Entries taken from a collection
_ _ _ _
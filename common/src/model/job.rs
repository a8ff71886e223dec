use serde::{Deserialize, Serialize};

/// A single job posting as returned by the search endpoint.
///
/// Postings are never edited on the client. The same value is echoed back
/// to the matching service's job store before an analysis is requested, so
/// optional fields the service sent are kept and re-serialized untouched.
#[derive(Debug, Clone, PartialEq, Serialize, Deserialize)]
pub struct JobPosting {
    pub id: String,
    pub title: String,
    pub company: String,
    #[serde(default)]
    pub location: Option<String>,
    pub description: String,
    pub url: String,
    /// Platform the posting was scraped from (`linkedin`, `indeed`, ...).
    pub source: String,
    #[serde(default, skip_serializing_if = "Option::is_none")]
    pub posted_date: Option<String>,
    #[serde(default, skip_serializing_if = "Option::is_none")]
    pub salary: Option<String>,
    #[serde(default, skip_serializing_if = "Option::is_none")]
    pub job_type: Option<String>,
}

/// Job boards the search panel can toggle.
#[derive(Debug, Clone, Copy, PartialEq, Eq, Hash, Serialize, Deserialize)]
#[serde(rename_all = "lowercase")]
pub enum JobSource {
    LinkedIn,
    Indeed,
}

impl JobSource {
    pub const ALL: [JobSource; 2] = [JobSource::LinkedIn, JobSource::Indeed];

    pub fn label(&self) -> &'static str {
        match self {
            JobSource::LinkedIn => "LinkedIn",
            JobSource::Indeed => "Indeed",
        }
    }
}

/// Body of a successful `/api/jobs/search` response.
#[derive(Debug, Clone, PartialEq, Serialize, Deserialize)]
pub struct JobSearchResponse {
    pub jobs: Vec<JobPosting>,
    #[serde(default)]
    pub total: Option<usize>,
}
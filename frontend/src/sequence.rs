/// Hands out increasing tickets for requests that can be superseded.
///
/// A panel takes a ticket when it fires a request and checks it when the
/// response arrives; only the response for the latest ticket may touch state.
#[derive(Debug, Default)]
pub struct RequestSequence {
    latest: u64,
}

impl RequestSequence {
    pub fn next(&mut self) -> u64 {
        self.latest += 1;
        self.latest
    }

    pub fn is_current(&self, ticket: u64) -> bool {
        ticket == self.latest
    }
}

#[cfg(test)]
mod tests {
    use super::*;

    #[test]
    fn only_latest_ticket_is_current() {
        let mut seq = RequestSequence::default();
        let first = seq.next();
        assert!(seq.is_current(first));

        let second = seq.next();
        assert!(!seq.is_current(first));
        assert!(seq.is_current(second));
    }

    #[test]
    fn fresh_sequence_accepts_nothing() {
        let seq = RequestSequence::default();
        assert!(!seq.is_current(1));
    }
}
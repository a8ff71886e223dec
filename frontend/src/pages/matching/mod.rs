//! Matching page: search results, the active resume and the selected posting
//! side by side. The matching panel is mounted only while both a resume and
//! a posting are present, so the analysis runs as soon as the pair exists.

use yew::prelude::*;

mod messages;
mod state;
mod update;
mod view;

pub use messages::Msg;
pub use state::MatchingPage;

impl Component for MatchingPage {
    type Message = Msg;
    type Properties = ();

    fn create(_ctx: &Context<Self>) -> Self {
        MatchingPage::new()
    }

    fn update(&mut self, _ctx: &Context<Self>, msg: Self::Message) -> bool {
        update::update(self, msg)
    }

    fn view(&self, ctx: &Context<Self>) -> Html {
        view::view(self, ctx)
    }
}
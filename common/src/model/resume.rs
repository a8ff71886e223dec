use serde::{Deserialize, Serialize};
use serde_json::Value;

/// Handle returned by `/api/resume/upload` once the service has parsed a file.
///
/// `resume_data` is whatever structure the parser produced; the dashboard
/// only peeks at a few well-known keys for display.
#[derive(Debug, Clone, PartialEq, Serialize, Deserialize)]
pub struct ResumeReference {
    pub file_id: String,
    pub filename: String,
    #[serde(default)]
    pub resume_data: Value,
    #[serde(default, skip_serializing_if = "Option::is_none")]
    pub message: Option<String>,
}

/// The few parsed fields worth echoing back to the user after an upload.
#[derive(Debug, Clone, Default, PartialEq)]
pub struct ResumeSummary {
    pub name: Option<String>,
    pub email: Option<String>,
    pub skill_count: usize,
}

impl ResumeReference {
    pub fn summary(&self) -> ResumeSummary {
        let text = |key: &str| {
            self.resume_data
                .get(key)
                .and_then(Value::as_str)
                .filter(|s| !s.trim().is_empty())
                .map(str::to_string)
        };
        ResumeSummary {
            name: text("name"),
            email: text("email"),
            skill_count: self
                .resume_data
                .get("skills")
                .and_then(Value::as_array)
                .map_or(0, Vec::len),
        }
    }
}
use common::model::job::JobSource;
use common::requests::{MAX_RESULTS, MIN_RESULTS};
use web_sys::HtmlInputElement;
use yew::html::Scope;
use yew::prelude::*;

use super::messages::Msg;
use super::state::JobSearch;

pub fn view(component: &JobSearch, ctx: &Context<JobSearch>) -> Html {
    let link = ctx.link();

    html! {
        <div class="job-search">
            <h2>{"채용 공고 검색"}</h2>
            <form
                class="search-form"
                onsubmit={link.callback(|e: SubmitEvent| {
                    e.prevent_default();
                    Msg::Submit
                })}
            >
                <div class="form-group">
                    <label for="keyword">{"검색 키워드 *"}</label>
                    <input
                        type="text"
                        id="keyword"
                        value={component.keyword.clone()}
                        placeholder="예: Python Developer, Software Engineer"
                        required={true}
                        oninput={link.callback(|e: InputEvent| {
                            Msg::SetKeyword(e.target_unchecked_into::<HtmlInputElement>().value())
                        })}
                    />
                </div>

                <div class="form-group">
                    <label for="location">{"지역 (선택사항)"}</label>
                    <input
                        type="text"
                        id="location"
                        value={component.location.clone()}
                        placeholder="예: Seoul, South Korea"
                        oninput={link.callback(|e: InputEvent| {
                            Msg::SetLocation(e.target_unchecked_into::<HtmlInputElement>().value())
                        })}
                    />
                </div>

                <div class="form-group">
                    <label for="max-results">{"최대 결과 수"}</label>
                    <input
                        type="number"
                        id="max-results"
                        value={component.max_results.to_string()}
                        min={MIN_RESULTS.to_string()}
                        max={MAX_RESULTS.to_string()}
                        onchange={link.callback(|e: Event| {
                            Msg::SetMaxResults(e.target_unchecked_into::<HtmlInputElement>().value())
                        })}
                    />
                </div>

                <div class="form-group">
                    <label>{"검색 플랫폼"}</label>
                    <div class="source-buttons">
                        { for JobSource::ALL.iter().map(|source| source_button(component, link, *source)) }
                    </div>
                </div>

                {
                    if let Some(error) = &component.error {
                        html! { <div class="error-message">{ error.clone() }</div> }
                    } else {
                        html! {}
                    }
                }

                <button type="submit" class="search-btn" disabled={!component.can_submit()}>
                    { if component.loading { "검색 중..." } else { "검색하기" } }
                </button>
            </form>
        </div>
    }
}

fn source_button(component: &JobSearch, link: &Scope<JobSearch>, source: JobSource) -> Html {
    let active = component.is_selected(source);
    html! {
        <button
            type="button"
            class={classes!("source-btn", active.then_some("active"))}
            onclick={link.callback(move |_| Msg::ToggleSource(source))}
        >
            { source.label() }
        </button>
    }
}
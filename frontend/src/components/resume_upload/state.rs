use common::error::ApiError;
use common::model::resume::ResumeSummary;

pub const ACCEPTED_EXTENSIONS: &str = ".pdf,.docx,.doc,.txt";
pub const UPLOAD_FAILED: &str = "업로드 중 오류가 발생했습니다.";
pub const UPLOAD_SUCCEEDED: &str = "이력서가 성공적으로 업로드되었습니다!";
pub const NO_FILE_SELECTED: &str = "파일을 선택해주세요.";

/// Name and size of the picked file, kept apart from the browser handle so
/// the gating rules do not depend on a live `File`.
#[derive(Debug, Clone, PartialEq)]
pub struct SelectedFile {
    pub name: String,
    pub size: u64,
}

pub struct ResumeUpload {
    pub file: Option<web_sys::File>,
    pub selected: Option<SelectedFile>,
    pub loading: bool,
    pub error: Option<String>,
    pub success: Option<String>,
    /// Summary of the last successful upload.
    pub summary: Option<ResumeSummary>,
    /// `id` of the file input, so its label stays clickable.
    pub input_id: String,
}

impl ResumeUpload {
    pub fn new() -> Self {
        Self {
            file: None,
            selected: None,
            loading: false,
            error: None,
            success: None,
            summary: None,
            input_id: format!("resume-file-{}", uuid::Uuid::new_v4()),
        }
    }

    /// Records a picker change. An empty pick keeps the previous file.
    pub fn choose(&mut self, file: Option<web_sys::File>, selected: Option<SelectedFile>) {
        if selected.is_some() {
            self.file = file;
            self.selected = selected;
            self.error = None;
            self.success = None;
        }
    }

    pub fn can_submit(&self) -> bool {
        !self.loading && self.selected.is_some()
    }

    /// Starts a submission; `false` means nothing may be sent.
    pub fn begin_submit(&mut self) -> bool {
        if self.loading {
            return false;
        }
        if self.selected.is_none() {
            self.error = Some(NO_FILE_SELECTED.to_string());
            return false;
        }
        self.loading = true;
        self.error = None;
        self.success = None;
        true
    }

    pub fn finish(&mut self, outcome: Result<ResumeSummary, &ApiError>) {
        self.loading = false;
        match outcome {
            Ok(summary) => {
                self.success = Some(UPLOAD_SUCCEEDED.to_string());
                self.summary = Some(summary);
            }
            Err(err) => self.error = Some(err.user_message(UPLOAD_FAILED)),
        }
    }
}

#[cfg(test)]
mod tests {
    use super::*;

    fn resume_pdf() -> Option<SelectedFile> {
        Some(SelectedFile {
            name: "resume.pdf".into(),
            size: 50 * 1024,
        })
    }

    #[test]
    fn submit_without_file_is_rejected() {
        let mut upload = ResumeUpload::new();
        assert!(!upload.can_submit());
        assert!(!upload.begin_submit());
        assert_eq!(upload.error.as_deref(), Some(NO_FILE_SELECTED));
        assert!(!upload.loading);
    }

    #[test]
    fn choosing_a_file_enables_submit_and_clears_messages() {
        let mut upload = ResumeUpload::new();
        upload.begin_submit();
        upload.choose(None, resume_pdf());
        assert!(upload.can_submit());
        assert_eq!(upload.error, None);
    }

    #[test]
    fn cancelled_pick_keeps_previous_file() {
        let mut upload = ResumeUpload::new();
        upload.choose(None, resume_pdf());
        upload.choose(None, None);
        assert_eq!(upload.selected, resume_pdf());
    }

    #[test]
    fn loading_blocks_second_submit() {
        let mut upload = ResumeUpload::new();
        upload.choose(None, resume_pdf());
        assert!(upload.begin_submit());
        assert!(!upload.can_submit());
        assert!(!upload.begin_submit());
    }

    #[test]
    fn success_and_failure_messages() {
        let mut upload = ResumeUpload::new();
        upload.choose(None, resume_pdf());
        upload.begin_submit();
        upload.finish(Ok(ResumeSummary::default()));
        assert_eq!(upload.success.as_deref(), Some(UPLOAD_SUCCEEDED));
        assert!(upload.can_submit());

        upload.begin_submit();
        assert_eq!(upload.success, None);
        upload.finish(Err(&ApiError::from_status(500, "")));
        assert_eq!(upload.error.as_deref(), Some(UPLOAD_FAILED));
    }
}
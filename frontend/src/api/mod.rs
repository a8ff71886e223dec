//! HTTP client for the external job search & matching service.
//!
//! Every function issues exactly one request against `common::api::API_BASE_URL`
//! and maps the outcome into `ApiError`. Nothing here retries or times out;
//! callers decide what to show.
//!
//! - `matching`: search, resume upload, job store and match analysis.
//! - `local`: saved-file listings and the dashboard's local actions.

pub mod local;
pub mod matching;

use common::api::endpoint;
use common::error::ApiError;
use gloo_net::http::{Request, Response};
use serde::de::DeserializeOwned;
use serde::Serialize;
use web_sys::{File, FormData};

/// Form field name the service expects the uploaded file under.
const FILE_FIELD: &str = "file";

pub(crate) async fn get_json<R: DeserializeOwned>(path: &str) -> Result<R, ApiError> {
    let response = Request::get(&endpoint(path))
        .send()
        .await
        .map_err(|e| ApiError::Network(e.to_string()))?;
    read_json(response).await
}

pub(crate) async fn post_json<B, R>(path: &str, body: &B) -> Result<R, ApiError>
where
    B: Serialize,
    R: DeserializeOwned,
{
    let response = send_json(path, body).await?;
    read_json(response).await
}

/// Same as `post_json` but only the status matters.
pub(crate) async fn post_json_discarding_body<B: Serialize>(
    path: &str,
    body: &B,
) -> Result<(), ApiError> {
    let response = send_json(path, body).await?;
    if response.ok() {
        Ok(())
    } else {
        Err(read_failure(response).await)
    }
}

/// Sends `file` as `multipart/form-data`. The browser sets the boundary
/// header itself, so no content type is given here.
pub(crate) async fn post_file<R: DeserializeOwned>(path: &str, file: &File) -> Result<R, ApiError> {
    let form = FormData::new().map_err(|e| ApiError::Browser(format!("{:?}", e)))?;
    form.append_with_blob_and_filename(FILE_FIELD, file, &file.name())
        .map_err(|e| ApiError::Browser(format!("{:?}", e)))?;

    let response = Request::post(&endpoint(path))
        .body(form)
        .map_err(|e| ApiError::Browser(e.to_string()))?
        .send()
        .await
        .map_err(|e| ApiError::Network(e.to_string()))?;
    read_json(response).await
}

async fn send_json<B: Serialize>(path: &str, body: &B) -> Result<Response, ApiError> {
    Request::post(&endpoint(path))
        .json(body)
        .map_err(|e| ApiError::Encode(e.to_string()))?
        .send()
        .await
        .map_err(|e| ApiError::Network(e.to_string()))
}

async fn read_json<R: DeserializeOwned>(response: Response) -> Result<R, ApiError> {
    if !response.ok() {
        return Err(read_failure(response).await);
    }
    response
        .json::<R>()
        .await
        .map_err(|e| ApiError::Decode(e.to_string()))
}

async fn read_failure(response: Response) -> ApiError {
    let status = response.status();
    let body = response.text().await.unwrap_or_default();
    ApiError::from_status(status, &body)
}
use common::model::job::JobPosting;
use common::model::matching::MatchResult;
use common::model::resume::ResumeReference;

pub enum Msg {
    JobsFound(Vec<JobPosting>),
    ResumeUploaded(ResumeReference),
    SelectJob(JobPosting),
    MatchResult(MatchResult),
}
use common::error::ApiError;
use common::model::resume::ResumeReference;

pub enum Msg {
    FileChosen(Option<web_sys::File>),
    Submit,
    Finished(Result<ResumeReference, ApiError>),
}
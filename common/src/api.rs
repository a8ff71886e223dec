//! Endpoint table for the external job search & matching service.
//!
//! The dashboard talks to exactly one origin. Paths are kept as constants so
//! the frontend client and the tests agree on the wire contract.

/// Origin of the external service. Not configurable at runtime.
pub const API_BASE_URL: &str = "http://localhost:8006";

pub const JOBS_SEARCH: &str = "/api/jobs/search";
pub const RESUME_UPLOAD: &str = "/api/resume/upload";
pub const MATCHING_STORE_JOB: &str = "/api/matching/store-job";
pub const MATCHING_ANALYZE: &str = "/api/matching/analyze";

pub const LOCAL_JOBS_LIST: &str = "/api/local/jobs/list";
pub const LOCAL_UPLOADS_LIST: &str = "/api/local/uploads/list";
pub const LOCAL_JOBS_SEARCH: &str = "/api/local/jobs/search";
pub const LOCAL_RESUME_COMPARE: &str = "/api/local/resume/compare";
pub const LOCAL_RESUME_UPLOAD: &str = "/api/local/resume/upload";
pub const LOCAL_COMPARISON_REPORT: &str = "/api/local/reports/comparison";

/// Absolute URL for `path` on the service origin.
pub fn endpoint(path: &str) -> String {
    format!("{}{}", API_BASE_URL, path)
}

/// URL of a saved job-results file, opened directly by the browser.
/// The filename is percent-encoded so names with spaces or `#` stay intact.
pub fn local_job_file_url(filename: &str) -> String {
    endpoint(&format!("/api/local/jobs/{}", urlencoding::encode(filename)))
}

/// URL of the last rendered resume comparison report.
pub fn comparison_report_url() -> String {
    endpoint(LOCAL_COMPARISON_REPORT)
}
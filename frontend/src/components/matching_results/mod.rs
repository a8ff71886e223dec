//! Matching panel: runs the store-job / analyze sequence for the active
//! resume and the selected posting.
//!
//! The sequence is started from `create` and from `changed` whenever the
//! `(resume_id, job_id)` pair differs from the one last started. Responses
//! belonging to a superseded pair are dropped, so a slow analysis for an old
//! selection can never overwrite the result for the current one.

use yew::prelude::*;

mod messages;
mod props;
mod state;
mod update;
mod view;

pub use messages::Msg;
pub use props::MatchingResultsProps;
pub use state::MatchingResults;

impl Component for MatchingResults {
    type Message = Msg;
    type Properties = MatchingResultsProps;

    fn create(ctx: &Context<Self>) -> Self {
        let mut component = MatchingResults::new();
        update::start_if_changed(&mut component, ctx);
        component
    }

    fn update(&mut self, ctx: &Context<Self>, msg: Self::Message) -> bool {
        update::update(self, ctx, msg)
    }

    fn changed(&mut self, ctx: &Context<Self>, _old_props: &Self::Properties) -> bool {
        update::start_if_changed(self, ctx);
        true
    }

    fn view(&self, ctx: &Context<Self>) -> Html {
        view::view(self, ctx)
    }
}
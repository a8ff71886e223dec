pub mod job;
pub mod local;
pub mod matching;
pub mod resume;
_ _ _ _
Scan the lines above for "pub const UPLOAD_FAILED: &str" and for "#[derive(Debug, Clone, PartialEq)]". Repeat exactly the line holding each of them and every line in between.

pub const UPLOAD_FAILED: &str = "업로드 중 오류가 발생했습니다.";
pub const UPLOAD_SUCCEEDED: &str = "이력서가 성공적으로 업로드되었습니다!";
pub const NO_FILE_SELECTED: &str = "파일을 선택해주세요.";

/// Name and size of the picked file, kept apart from the browser handle so
/// the gating rules do not depend on a live `File`.
#[derive(Debug, Clone, PartialEq)]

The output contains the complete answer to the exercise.